State the number of lines in the records beneath that hold the word "LOADAVG", and add nothing.

Material provided:
[Start of section]

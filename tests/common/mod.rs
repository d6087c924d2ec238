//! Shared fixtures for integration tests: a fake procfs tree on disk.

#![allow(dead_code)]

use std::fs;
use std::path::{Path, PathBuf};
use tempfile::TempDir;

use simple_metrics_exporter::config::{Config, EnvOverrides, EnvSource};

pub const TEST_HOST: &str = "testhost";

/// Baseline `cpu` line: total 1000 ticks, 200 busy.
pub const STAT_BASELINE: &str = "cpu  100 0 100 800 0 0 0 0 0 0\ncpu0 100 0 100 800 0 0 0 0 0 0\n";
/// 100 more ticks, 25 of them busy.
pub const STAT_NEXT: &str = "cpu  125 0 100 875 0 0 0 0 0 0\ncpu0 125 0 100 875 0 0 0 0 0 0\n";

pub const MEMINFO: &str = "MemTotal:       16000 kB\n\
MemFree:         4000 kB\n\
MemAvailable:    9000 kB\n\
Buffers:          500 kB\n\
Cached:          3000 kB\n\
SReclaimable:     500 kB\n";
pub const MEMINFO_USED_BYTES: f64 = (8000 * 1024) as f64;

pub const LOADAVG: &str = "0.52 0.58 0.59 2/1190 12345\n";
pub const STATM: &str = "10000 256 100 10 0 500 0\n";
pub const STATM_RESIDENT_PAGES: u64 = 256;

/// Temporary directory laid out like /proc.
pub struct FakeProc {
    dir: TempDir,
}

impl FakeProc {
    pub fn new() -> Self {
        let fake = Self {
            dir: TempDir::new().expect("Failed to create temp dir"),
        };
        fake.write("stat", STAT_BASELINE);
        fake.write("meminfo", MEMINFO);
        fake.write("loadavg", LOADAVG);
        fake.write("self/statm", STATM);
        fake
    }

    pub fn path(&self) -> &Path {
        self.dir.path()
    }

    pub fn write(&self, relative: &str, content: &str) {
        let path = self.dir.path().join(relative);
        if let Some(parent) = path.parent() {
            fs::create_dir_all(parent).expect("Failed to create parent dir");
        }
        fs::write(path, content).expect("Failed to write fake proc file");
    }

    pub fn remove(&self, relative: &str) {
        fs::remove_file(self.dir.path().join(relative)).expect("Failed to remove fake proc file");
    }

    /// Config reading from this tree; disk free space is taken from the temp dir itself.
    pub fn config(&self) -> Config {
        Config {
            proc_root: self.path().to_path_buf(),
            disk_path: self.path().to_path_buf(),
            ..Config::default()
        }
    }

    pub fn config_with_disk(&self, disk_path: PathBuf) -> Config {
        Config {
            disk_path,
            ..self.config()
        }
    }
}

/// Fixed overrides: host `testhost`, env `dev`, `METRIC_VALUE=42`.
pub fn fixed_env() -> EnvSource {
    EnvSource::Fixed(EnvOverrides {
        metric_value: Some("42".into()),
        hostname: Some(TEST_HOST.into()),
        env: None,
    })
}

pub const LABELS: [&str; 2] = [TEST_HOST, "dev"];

[End of section]

Solved exercise: 2